What do sex (gender) and skin have to do with someone’s driving record? I’m not sure, but the past weeks have me thinking of ways in which being a woman who is white might have granted me privileges not granted to others.
Driving record “capital” – the monetary benefits that accrue from having a good driving record – may sound small but can be significant.
In 39 years of driving, I’ve been pulled over 5 or 6 times. The first time, I was 19. In my 1982 Pontiac Firebird, I ran a red light at Fowler and Nebraska, a dangerous Tampa intersection. I didn’t run it barely; I ran it bigly (as a certain politician would say). It was flagrant and I was rude to the officer who pulled me over. I totally deserved the ticket she gave me, and it was painful to pay it.

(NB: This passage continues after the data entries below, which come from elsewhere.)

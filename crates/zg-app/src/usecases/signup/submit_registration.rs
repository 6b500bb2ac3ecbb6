//! Use case for submitting the signup form.

use std::sync::Arc;

use tracing::{error, info, info_span, Instrument};
use zg_core::ports::{NavigatorPort, RegistrationGatewayPort};
use zg_core::registration::RegistrationRequest;
use zg_core::routes::Route;

use super::form_session::{SignupFormSession, SubmissionStatus};

/// Use case for submitting a completed registration draft.
///
/// Reads the live form state, builds the wire payload, performs exactly one
/// POST through the gateway port, and navigates to the login view on
/// success. Failures are logged and swallowed: the caller never sees an
/// error, no retry is attempted, and the response body is never inspected.
pub struct SubmitRegistration {
    session: Arc<SignupFormSession>,
    gateway: Arc<dyn RegistrationGatewayPort>,
    navigator: Arc<dyn NavigatorPort>,
}

impl SubmitRegistration {
    /// Create a new SubmitRegistration use case from trait objects.
    pub fn new(
        session: Arc<SignupFormSession>,
        gateway: Arc<dyn RegistrationGatewayPort>,
        navigator: Arc<dyn NavigatorPort>,
    ) -> Self {
        Self {
            session,
            gateway,
            navigator,
        }
    }

    /// Submit the current draft.
    ///
    /// The status moves to `InFlight` for the duration of the request but
    /// never gates another call; each invocation produces its own POST even
    /// while a previous one is still in flight.
    pub async fn execute(&self) {
        let span = info_span!("usecase.signup.submit");

        async {
            let draft = self.session.snapshot();
            let request = RegistrationRequest::from_draft(&draft);

            self.session.set_status(SubmissionStatus::InFlight);

            match self.gateway.register(&request).await {
                Ok(()) => {
                    info!(username = %request.username, "registration accepted");
                    self.session.set_status(SubmissionStatus::Done);
                    if let Err(e) = self.navigator.navigate_to(Route::Login).await {
                        error!("failed to navigate to login: {}", e);
                    }
                }
                Err(e) => {
                    error!("registration request failed: {}", e);
                    self.session.set_status(SubmissionStatus::Idle);
                }
            }
        }
        .instrument(span)
        .await
    }
}
use std::sync::RwLock;

use serde::{Deserialize, Serialize};
use zg_core::registration::{RegistrationDraft, SignupField, ValidationState};

/// Lifecycle of the current submission attempt.
///
/// Observational only: nothing reads it to gate a new submission, so
/// concurrent duplicate POSTs remain possible while one is in flight.
#[derive(Debug, Clone, Copy, Default, PartialEq, Eq, Serialize, Deserialize)]
#[serde(rename_all = "camelCase")]
pub enum SubmissionStatus {
    #[default]
    Idle,
    InFlight,
    Done,
}

/// Live state of one signup form view.
///
/// Each field update runs synchronously to completion. The draft is read
/// back by the same command surface that mutates it, plus the submission
/// use case taking a snapshot; locks are never held across an await.
pub struct SignupFormSession {
    draft: RwLock<RegistrationDraft>,
    status: RwLock<SubmissionStatus>,
}

impl SignupFormSession {
    pub fn new() -> Self {
        Self {
            draft: RwLock::new(RegistrationDraft::new()),
            status: RwLock::new(SubmissionStatus::Idle),
        }
    }

    /// Store a raw input value.
    ///
    /// The phone-number cap lives in the draft setter; every other field is
    /// stored verbatim.
    pub fn update_field(&self, field: SignupField, value: impl Into<String>) {
        self.draft
            .write()
            .expect("form draft lock poisoned")
            .set_field(field, value);
    }

    /// Current correctness flags, derived from the live draft on every read.
    pub fn validation(&self) -> ValidationState {
        ValidationState::derive(&self.draft.read().expect("form draft lock poisoned"))
    }

    /// Copy of the live draft as read at submission time.
    pub fn snapshot(&self) -> RegistrationDraft {
        self.draft.read().expect("form draft lock poisoned").clone()
    }

    pub fn status(&self) -> SubmissionStatus {
        *self.status.read().expect("form status lock poisoned")
    }

    pub(crate) fn set_status(&self, status: SubmissionStatus) {
        *self.status.write().expect("form status lock poisoned") = status;
    }

    /// Drop all field state for a fresh form view.
    pub fn reset(&self) {
        *self.draft.write().expect("form draft lock poisoned") = RegistrationDraft::new();
        self.set_status(SubmissionStatus::Idle);
    }
}

impl Default for SignupFormSession {
    fn default() -> Self {
        Self::new()
    }
}

#[cfg(test)]
mod tests {
    use super::*;

    #[test]
    fn test_update_field_feeds_the_derived_validation() {
        let session = SignupFormSession::new();
        session.update_field(SignupField::Password, "Passw0rd!");
        session.update_field(SignupField::PasswordConfirmation, "Passw0rd!");

        let validation = session.validation();
        assert!(validation.password_length_ok);
        assert!(validation.password_complexity_ok);
        assert!(validation.passwords_match);
    }

    #[test]
    fn test_phone_cap_is_enforced_through_the_session() {
        let session = SignupFormSession::new();
        session.update_field(SignupField::PhoneNumber, "01012345678");
        session.update_field(SignupField::PhoneNumber, "010123456789");

        assert_eq!(session.snapshot().phone_number(), "01012345678");
    }

    #[test]
    fn test_reset_returns_to_a_fresh_form() {
        let session = SignupFormSession::new();
        session.update_field(SignupField::Username, "user1");
        session.set_status(SubmissionStatus::Done);

        session.reset();

        assert_eq!(session.snapshot(), RegistrationDraft::new());
        assert_eq!(session.status(), SubmissionStatus::Idle);
    }
}
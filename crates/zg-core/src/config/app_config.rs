//! Application configuration domain model

use serde::{Deserialize, Serialize};

/// Application configuration
///
/// Only the configuration the application layer needs; loading and file
/// handling live in the outer layers.
#[derive(Debug, Clone, Default, PartialEq, Eq, Serialize, Deserialize)]
pub struct AppConfig {
    /// Registration API settings
    #[serde(default)]
    pub api: ApiConfig,
}

/// Registration API configuration
#[derive(Debug, Clone, PartialEq, Eq, Serialize, Deserialize)]
#[serde(default)]
pub struct ApiConfig {
    /// Base URL of the registration server
    pub base_url: String,
}

impl Default for ApiConfig {
    fn default() -> Self {
        Self {
            base_url: "http://localhost:8080".to_string(),
        }
    }
}
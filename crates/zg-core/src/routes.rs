use serde::{Deserialize, Serialize};

/// Client-side navigation targets.
#[derive(Debug, Clone, Copy, PartialEq, Eq, Serialize, Deserialize)]
#[serde(rename_all = "camelCase")]
pub enum Route {
    Signup,
    Login,
}

impl Route {
    pub fn as_path(self) -> &'static str {
        match self {
            Route::Signup => "/signup",
            Route::Login => "/login",
        }
    }
}

/// Path of the registration endpoint, relative to the API base URL.
pub const REGISTRATION_PATH: &str = "/customers";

As a result, the other painful part was that I lost driving record “capital.” I had to pay higher insurance premiums for a few years. This kept down the price of the car that I could afford. Also, if I had applied for life insurance or disability insurance, I would have paid higher premiums for those too. (Yes, your driving record affects your life and disability insurance premiums, no matter what your age.)
But I’ve never had a ticket since. In the past 35 years, I may have been guilty of:
California rolling a stop sign in a quiet neighborhood in an Infiniti sedan; and/or screaming 65 around Florida country curves posted at 35 in a Cayman S; and/or doing a U-ey in front of a sign with a big red line through a black U.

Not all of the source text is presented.